Stop after the line containing "the elements that"; retype every line of the data before it exactly, starting from the first.

======== Available data

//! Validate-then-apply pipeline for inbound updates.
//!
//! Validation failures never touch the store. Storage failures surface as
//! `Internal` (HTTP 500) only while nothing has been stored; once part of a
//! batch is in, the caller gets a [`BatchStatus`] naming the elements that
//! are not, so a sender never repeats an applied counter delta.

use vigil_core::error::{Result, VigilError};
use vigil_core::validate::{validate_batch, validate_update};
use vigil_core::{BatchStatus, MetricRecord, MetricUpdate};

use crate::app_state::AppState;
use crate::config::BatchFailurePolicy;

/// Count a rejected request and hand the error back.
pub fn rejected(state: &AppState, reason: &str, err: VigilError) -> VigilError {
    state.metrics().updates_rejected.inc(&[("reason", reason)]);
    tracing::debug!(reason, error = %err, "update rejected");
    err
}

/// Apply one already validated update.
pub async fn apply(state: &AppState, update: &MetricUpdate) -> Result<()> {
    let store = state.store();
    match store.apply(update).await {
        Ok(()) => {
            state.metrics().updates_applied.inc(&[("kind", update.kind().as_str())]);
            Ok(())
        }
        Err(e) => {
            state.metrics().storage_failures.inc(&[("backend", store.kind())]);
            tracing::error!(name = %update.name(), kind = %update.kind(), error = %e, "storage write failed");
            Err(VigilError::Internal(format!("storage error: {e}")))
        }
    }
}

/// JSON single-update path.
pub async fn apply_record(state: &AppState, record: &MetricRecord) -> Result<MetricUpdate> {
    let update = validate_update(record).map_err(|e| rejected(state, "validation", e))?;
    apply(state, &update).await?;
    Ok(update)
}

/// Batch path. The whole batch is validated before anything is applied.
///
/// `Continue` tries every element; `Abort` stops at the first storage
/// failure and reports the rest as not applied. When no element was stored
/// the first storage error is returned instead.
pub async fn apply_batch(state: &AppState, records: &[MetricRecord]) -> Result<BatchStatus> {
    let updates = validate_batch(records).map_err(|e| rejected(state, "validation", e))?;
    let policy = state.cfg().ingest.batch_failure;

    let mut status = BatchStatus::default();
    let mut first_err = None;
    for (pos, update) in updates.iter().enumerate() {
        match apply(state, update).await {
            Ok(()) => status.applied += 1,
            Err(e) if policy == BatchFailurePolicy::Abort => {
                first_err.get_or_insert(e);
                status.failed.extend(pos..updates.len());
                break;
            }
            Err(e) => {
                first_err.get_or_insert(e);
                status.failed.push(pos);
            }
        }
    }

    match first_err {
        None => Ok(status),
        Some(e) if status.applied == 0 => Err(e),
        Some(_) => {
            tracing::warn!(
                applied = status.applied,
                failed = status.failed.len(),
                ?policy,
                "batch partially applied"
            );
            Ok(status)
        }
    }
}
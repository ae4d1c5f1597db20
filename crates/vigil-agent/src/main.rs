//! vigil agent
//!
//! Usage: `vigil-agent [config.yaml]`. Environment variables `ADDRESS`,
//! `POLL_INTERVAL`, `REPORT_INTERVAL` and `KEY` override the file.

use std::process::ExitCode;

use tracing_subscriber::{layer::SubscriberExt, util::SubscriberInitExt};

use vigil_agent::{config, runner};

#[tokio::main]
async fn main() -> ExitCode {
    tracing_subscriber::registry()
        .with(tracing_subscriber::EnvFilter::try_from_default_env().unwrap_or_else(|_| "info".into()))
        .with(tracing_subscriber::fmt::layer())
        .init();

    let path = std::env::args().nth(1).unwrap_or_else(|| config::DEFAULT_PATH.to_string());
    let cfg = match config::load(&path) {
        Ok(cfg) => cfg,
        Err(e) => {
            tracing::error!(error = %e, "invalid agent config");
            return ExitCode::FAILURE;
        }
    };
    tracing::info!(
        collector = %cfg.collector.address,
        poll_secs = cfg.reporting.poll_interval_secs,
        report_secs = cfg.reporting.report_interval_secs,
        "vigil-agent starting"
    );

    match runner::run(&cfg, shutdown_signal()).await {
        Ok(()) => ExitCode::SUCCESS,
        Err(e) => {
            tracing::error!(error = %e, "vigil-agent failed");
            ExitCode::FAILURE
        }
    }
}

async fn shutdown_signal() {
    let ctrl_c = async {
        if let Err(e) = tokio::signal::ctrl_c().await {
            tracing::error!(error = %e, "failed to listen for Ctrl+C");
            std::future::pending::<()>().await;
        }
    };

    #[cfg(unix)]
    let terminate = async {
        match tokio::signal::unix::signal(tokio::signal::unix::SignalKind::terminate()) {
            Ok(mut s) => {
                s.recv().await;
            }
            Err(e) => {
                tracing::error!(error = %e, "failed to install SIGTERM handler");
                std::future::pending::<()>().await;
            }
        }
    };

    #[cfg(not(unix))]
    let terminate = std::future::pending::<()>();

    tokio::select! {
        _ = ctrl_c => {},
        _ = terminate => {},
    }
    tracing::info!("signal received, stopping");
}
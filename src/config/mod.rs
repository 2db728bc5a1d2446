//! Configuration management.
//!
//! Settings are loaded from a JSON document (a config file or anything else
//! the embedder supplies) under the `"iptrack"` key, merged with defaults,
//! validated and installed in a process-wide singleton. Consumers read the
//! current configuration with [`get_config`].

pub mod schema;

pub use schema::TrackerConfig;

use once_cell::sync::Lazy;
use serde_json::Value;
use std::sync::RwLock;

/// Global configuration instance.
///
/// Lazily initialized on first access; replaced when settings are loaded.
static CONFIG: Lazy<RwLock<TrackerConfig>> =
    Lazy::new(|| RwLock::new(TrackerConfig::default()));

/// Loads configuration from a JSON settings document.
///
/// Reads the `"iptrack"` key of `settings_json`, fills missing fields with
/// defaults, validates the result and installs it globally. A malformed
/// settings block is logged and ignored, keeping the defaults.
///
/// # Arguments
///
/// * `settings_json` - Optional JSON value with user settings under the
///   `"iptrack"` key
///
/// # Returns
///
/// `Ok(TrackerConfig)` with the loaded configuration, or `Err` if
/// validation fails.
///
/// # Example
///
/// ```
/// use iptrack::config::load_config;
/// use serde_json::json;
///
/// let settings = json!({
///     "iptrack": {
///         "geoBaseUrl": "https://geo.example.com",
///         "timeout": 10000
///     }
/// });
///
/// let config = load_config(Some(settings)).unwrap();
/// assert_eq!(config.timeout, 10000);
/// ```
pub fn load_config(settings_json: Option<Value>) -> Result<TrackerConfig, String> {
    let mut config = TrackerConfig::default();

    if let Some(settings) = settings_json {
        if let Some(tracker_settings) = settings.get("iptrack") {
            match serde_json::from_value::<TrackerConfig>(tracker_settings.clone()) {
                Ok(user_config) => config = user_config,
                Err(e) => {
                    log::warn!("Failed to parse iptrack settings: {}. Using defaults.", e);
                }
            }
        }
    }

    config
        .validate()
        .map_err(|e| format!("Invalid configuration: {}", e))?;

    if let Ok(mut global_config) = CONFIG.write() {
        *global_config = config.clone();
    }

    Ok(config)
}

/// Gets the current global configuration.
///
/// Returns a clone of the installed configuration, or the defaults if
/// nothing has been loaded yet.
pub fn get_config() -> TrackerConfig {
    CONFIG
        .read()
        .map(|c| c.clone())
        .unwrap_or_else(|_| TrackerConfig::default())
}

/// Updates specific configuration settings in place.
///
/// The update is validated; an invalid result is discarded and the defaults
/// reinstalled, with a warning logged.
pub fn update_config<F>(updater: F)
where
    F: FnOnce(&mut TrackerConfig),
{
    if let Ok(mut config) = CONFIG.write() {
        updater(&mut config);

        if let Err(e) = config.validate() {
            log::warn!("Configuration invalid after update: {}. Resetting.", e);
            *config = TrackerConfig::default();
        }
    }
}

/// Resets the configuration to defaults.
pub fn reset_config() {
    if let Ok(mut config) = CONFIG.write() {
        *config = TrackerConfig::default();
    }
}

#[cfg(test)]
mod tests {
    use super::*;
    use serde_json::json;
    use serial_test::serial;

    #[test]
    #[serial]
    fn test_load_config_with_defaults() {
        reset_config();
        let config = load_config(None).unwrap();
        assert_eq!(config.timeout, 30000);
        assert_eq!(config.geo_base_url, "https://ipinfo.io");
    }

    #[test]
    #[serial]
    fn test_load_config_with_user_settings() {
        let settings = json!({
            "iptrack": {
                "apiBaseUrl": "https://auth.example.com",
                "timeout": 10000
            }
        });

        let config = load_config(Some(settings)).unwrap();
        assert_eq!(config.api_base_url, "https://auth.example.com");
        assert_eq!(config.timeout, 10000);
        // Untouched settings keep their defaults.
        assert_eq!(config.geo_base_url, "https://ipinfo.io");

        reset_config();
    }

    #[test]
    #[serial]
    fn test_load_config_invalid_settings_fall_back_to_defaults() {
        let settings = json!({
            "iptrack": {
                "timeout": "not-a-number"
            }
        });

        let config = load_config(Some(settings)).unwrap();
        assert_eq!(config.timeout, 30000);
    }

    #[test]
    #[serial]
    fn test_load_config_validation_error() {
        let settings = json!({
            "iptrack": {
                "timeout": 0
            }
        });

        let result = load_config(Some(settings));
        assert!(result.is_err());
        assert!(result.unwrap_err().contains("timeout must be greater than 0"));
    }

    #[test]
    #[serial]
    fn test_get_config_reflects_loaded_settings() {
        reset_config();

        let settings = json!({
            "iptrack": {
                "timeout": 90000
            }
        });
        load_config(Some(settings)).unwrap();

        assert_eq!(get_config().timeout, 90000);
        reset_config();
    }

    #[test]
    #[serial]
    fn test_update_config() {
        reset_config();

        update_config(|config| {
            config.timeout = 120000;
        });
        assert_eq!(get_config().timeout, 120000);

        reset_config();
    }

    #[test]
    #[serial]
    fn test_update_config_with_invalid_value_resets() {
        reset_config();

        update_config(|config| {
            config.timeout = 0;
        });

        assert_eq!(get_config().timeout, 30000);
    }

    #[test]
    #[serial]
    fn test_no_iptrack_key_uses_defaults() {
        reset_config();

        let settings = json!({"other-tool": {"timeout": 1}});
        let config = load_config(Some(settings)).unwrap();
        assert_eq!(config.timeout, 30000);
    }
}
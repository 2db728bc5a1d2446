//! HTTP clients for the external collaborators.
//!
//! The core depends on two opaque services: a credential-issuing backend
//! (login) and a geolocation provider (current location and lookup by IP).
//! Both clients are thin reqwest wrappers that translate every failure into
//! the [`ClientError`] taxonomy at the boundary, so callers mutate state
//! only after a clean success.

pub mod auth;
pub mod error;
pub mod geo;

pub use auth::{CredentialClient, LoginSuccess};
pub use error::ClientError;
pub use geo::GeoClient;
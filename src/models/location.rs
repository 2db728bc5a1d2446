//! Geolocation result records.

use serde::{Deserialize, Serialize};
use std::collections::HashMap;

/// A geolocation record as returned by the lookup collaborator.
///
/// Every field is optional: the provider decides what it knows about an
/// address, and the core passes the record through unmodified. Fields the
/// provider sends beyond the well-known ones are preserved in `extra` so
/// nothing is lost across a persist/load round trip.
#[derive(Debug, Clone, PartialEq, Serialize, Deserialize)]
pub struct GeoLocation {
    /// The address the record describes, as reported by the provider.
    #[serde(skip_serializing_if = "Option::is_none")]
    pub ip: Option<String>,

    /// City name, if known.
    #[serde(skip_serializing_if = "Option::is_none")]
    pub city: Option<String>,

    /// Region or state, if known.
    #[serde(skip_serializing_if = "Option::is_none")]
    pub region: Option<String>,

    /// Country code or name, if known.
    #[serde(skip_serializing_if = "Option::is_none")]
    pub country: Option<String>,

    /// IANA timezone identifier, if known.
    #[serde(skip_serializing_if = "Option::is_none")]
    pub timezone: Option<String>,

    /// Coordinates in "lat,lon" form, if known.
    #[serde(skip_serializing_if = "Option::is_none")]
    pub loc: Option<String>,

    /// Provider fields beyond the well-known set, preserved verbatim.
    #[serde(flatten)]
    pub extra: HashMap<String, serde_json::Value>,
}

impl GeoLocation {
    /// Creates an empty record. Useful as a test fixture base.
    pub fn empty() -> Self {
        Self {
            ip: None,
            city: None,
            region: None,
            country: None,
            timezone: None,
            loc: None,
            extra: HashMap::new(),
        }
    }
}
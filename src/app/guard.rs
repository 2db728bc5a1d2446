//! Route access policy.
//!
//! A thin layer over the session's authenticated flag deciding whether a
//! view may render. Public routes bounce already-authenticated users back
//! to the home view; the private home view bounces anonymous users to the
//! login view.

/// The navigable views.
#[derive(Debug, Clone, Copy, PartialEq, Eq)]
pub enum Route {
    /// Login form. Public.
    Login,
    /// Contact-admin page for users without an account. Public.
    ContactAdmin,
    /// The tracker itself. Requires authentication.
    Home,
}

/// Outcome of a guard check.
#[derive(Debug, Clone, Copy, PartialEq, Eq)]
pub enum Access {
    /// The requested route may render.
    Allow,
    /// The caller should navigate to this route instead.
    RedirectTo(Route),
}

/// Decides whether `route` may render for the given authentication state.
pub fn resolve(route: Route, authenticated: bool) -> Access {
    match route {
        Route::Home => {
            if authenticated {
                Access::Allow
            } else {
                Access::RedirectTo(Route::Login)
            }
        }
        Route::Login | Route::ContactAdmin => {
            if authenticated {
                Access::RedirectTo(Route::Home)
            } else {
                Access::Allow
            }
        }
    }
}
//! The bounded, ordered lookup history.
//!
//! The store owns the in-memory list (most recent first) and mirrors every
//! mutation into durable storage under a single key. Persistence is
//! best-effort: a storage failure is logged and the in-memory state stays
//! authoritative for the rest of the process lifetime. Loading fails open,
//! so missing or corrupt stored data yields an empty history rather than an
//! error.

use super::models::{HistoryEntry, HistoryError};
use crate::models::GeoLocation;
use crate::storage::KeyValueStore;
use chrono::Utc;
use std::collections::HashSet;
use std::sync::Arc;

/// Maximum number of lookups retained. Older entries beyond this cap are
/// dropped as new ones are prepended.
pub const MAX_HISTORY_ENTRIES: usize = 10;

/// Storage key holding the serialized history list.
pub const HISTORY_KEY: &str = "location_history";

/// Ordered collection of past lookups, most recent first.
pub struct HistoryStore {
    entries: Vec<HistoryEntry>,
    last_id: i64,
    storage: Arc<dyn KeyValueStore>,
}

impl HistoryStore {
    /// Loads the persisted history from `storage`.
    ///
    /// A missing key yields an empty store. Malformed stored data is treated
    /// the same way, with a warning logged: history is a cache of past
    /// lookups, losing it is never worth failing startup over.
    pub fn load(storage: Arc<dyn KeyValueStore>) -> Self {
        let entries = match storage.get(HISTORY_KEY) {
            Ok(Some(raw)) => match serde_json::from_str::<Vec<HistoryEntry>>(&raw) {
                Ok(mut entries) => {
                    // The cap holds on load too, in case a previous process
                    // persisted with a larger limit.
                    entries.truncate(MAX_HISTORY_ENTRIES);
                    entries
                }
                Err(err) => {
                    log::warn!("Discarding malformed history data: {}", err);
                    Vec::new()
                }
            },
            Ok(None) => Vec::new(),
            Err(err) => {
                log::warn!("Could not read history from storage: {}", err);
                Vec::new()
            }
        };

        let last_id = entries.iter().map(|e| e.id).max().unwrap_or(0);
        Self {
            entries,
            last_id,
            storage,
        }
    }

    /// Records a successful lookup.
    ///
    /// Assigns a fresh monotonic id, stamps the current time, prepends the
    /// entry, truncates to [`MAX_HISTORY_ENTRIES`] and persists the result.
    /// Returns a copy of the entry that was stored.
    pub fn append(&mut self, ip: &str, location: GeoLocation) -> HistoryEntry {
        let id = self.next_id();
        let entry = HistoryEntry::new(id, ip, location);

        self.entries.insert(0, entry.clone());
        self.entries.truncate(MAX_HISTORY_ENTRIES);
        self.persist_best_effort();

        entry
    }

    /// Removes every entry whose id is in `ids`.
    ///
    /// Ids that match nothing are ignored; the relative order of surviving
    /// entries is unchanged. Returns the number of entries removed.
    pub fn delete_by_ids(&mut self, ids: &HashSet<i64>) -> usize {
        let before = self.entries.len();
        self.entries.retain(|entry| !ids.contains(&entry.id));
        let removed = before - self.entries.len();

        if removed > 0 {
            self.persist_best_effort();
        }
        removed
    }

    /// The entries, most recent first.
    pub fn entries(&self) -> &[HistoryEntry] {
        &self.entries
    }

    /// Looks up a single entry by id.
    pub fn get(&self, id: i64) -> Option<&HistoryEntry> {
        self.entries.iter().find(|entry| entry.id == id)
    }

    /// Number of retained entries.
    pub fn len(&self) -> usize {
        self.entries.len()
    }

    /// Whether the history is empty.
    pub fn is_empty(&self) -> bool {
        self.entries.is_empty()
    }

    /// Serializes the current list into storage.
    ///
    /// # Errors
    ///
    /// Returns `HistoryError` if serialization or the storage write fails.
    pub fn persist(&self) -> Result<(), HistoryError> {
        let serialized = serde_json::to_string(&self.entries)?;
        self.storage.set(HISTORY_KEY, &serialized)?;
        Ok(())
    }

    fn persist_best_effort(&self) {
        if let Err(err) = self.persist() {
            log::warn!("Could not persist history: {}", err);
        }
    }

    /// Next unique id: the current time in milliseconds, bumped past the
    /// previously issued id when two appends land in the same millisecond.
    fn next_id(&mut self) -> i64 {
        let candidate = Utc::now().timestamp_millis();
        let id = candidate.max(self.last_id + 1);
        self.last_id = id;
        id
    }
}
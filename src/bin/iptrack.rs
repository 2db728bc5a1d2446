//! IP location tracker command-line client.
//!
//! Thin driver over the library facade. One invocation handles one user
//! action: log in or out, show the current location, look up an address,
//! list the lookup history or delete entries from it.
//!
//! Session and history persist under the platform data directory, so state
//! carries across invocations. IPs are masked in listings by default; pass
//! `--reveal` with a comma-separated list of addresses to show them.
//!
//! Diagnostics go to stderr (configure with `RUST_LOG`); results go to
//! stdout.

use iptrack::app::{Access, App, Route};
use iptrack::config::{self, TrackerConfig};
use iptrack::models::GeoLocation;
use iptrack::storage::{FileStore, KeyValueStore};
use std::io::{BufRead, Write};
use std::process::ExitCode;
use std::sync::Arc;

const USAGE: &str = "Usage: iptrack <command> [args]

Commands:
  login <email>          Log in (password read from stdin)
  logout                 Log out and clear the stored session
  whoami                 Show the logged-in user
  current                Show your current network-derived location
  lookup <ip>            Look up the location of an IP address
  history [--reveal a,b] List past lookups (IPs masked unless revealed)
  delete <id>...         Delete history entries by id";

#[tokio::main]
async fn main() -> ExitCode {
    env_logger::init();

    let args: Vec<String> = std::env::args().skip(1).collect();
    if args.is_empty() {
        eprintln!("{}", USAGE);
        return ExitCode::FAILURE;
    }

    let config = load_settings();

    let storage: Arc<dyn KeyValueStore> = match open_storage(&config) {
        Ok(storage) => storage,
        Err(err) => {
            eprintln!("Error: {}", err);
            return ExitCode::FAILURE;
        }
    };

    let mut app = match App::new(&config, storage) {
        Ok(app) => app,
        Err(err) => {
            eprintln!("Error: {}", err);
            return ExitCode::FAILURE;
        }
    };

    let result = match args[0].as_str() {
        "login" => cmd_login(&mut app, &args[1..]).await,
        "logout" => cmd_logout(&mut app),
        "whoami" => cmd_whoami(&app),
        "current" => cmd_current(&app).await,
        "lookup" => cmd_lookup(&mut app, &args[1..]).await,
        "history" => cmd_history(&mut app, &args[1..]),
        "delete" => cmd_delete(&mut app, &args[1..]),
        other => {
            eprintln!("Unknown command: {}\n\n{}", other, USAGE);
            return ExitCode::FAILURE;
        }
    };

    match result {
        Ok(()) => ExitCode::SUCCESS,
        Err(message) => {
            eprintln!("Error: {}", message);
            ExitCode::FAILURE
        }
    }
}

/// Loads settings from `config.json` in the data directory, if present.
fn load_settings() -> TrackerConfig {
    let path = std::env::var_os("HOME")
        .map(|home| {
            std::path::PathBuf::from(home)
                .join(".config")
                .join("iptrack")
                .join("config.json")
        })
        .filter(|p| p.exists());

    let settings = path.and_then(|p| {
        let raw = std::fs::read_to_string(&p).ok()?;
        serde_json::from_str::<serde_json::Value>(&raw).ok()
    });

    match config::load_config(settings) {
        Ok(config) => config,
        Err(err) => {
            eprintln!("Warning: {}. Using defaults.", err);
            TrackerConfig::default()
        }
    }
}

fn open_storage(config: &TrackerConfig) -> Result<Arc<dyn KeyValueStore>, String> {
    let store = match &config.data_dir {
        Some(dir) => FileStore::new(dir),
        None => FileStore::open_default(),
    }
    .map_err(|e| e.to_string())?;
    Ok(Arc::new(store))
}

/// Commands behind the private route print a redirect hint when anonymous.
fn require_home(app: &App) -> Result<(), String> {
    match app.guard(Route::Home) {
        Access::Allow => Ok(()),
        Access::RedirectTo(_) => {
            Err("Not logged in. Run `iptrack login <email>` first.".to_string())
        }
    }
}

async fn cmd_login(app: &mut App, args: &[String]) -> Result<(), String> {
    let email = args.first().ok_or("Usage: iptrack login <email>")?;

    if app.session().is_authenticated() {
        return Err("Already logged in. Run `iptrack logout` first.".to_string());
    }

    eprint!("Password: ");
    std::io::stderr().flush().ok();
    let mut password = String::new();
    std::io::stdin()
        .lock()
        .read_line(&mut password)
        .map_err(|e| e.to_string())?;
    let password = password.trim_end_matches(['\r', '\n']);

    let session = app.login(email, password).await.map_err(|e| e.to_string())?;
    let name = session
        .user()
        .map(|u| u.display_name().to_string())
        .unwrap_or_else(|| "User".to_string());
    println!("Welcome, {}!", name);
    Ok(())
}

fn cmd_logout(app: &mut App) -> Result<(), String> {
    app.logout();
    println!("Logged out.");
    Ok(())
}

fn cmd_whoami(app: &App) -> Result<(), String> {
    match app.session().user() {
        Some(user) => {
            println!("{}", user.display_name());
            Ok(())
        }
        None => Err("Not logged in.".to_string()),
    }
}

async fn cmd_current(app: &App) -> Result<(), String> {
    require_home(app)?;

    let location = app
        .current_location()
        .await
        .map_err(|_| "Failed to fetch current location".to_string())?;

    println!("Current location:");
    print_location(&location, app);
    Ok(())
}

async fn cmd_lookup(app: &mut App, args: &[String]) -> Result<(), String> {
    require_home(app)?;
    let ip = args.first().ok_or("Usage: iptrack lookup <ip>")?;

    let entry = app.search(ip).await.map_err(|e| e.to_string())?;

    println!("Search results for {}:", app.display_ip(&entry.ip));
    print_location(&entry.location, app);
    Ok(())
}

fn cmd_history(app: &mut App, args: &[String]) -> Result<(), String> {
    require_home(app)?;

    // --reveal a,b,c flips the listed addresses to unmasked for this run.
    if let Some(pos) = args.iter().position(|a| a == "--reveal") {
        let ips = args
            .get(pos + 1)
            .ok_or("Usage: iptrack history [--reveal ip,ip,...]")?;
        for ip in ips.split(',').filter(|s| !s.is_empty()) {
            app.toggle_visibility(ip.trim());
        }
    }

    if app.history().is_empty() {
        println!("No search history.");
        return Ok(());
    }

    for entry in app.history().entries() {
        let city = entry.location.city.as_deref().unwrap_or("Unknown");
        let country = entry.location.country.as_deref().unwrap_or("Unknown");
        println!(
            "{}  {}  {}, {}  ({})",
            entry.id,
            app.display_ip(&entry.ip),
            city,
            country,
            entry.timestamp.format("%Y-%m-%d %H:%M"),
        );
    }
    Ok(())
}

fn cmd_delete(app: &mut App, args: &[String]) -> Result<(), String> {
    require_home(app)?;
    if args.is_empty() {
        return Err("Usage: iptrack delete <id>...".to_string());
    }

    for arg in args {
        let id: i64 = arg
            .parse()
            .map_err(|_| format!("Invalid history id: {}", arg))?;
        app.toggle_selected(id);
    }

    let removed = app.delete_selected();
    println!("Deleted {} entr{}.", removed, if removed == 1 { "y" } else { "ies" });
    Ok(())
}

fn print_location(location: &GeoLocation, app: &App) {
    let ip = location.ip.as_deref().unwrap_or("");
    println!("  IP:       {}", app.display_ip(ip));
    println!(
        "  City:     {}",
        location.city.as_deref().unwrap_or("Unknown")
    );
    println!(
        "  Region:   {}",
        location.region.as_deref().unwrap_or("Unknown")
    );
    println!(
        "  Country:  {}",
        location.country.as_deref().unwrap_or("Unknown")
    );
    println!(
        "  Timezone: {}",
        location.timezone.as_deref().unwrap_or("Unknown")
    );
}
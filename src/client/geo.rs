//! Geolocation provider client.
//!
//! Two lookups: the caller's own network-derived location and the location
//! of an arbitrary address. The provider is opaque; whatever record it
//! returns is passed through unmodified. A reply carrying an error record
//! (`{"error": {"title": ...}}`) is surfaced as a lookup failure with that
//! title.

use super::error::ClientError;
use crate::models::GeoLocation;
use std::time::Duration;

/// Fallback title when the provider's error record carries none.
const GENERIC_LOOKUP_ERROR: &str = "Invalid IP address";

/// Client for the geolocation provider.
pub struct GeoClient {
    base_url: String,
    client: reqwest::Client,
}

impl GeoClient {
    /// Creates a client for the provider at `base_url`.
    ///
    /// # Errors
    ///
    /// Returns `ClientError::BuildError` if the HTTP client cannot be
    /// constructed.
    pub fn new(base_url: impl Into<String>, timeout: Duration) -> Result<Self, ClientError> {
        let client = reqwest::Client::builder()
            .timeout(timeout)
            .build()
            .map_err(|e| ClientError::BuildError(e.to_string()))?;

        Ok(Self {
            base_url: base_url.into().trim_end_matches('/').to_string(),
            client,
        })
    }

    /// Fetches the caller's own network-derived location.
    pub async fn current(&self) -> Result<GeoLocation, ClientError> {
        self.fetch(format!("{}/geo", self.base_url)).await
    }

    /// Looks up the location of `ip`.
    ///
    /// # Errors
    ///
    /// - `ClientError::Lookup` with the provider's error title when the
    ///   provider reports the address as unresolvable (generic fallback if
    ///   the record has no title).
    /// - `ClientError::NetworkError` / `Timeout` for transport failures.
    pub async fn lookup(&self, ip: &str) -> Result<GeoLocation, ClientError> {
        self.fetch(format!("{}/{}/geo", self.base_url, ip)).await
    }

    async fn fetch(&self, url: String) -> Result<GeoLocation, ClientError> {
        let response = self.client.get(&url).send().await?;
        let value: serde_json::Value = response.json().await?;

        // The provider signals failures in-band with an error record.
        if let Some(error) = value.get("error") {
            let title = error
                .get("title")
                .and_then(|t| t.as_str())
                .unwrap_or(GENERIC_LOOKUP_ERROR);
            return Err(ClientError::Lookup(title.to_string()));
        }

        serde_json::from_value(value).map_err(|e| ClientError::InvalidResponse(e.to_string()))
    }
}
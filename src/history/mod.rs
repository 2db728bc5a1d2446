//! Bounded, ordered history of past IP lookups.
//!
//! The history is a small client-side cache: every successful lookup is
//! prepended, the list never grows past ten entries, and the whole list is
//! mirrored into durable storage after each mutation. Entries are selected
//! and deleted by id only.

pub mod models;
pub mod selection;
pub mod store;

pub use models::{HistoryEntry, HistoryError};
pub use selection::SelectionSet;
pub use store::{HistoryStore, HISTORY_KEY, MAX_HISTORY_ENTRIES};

================

Written answer:
//! Validate-then-apply pipeline for inbound updates.
//!
//! Validation failures never touch the store. Storage failures surface as
//! `Internal` (HTTP 500) only while nothing has been stored; once part of a
//! batch is in, the caller gets a [`BatchStatus`] naming the elements that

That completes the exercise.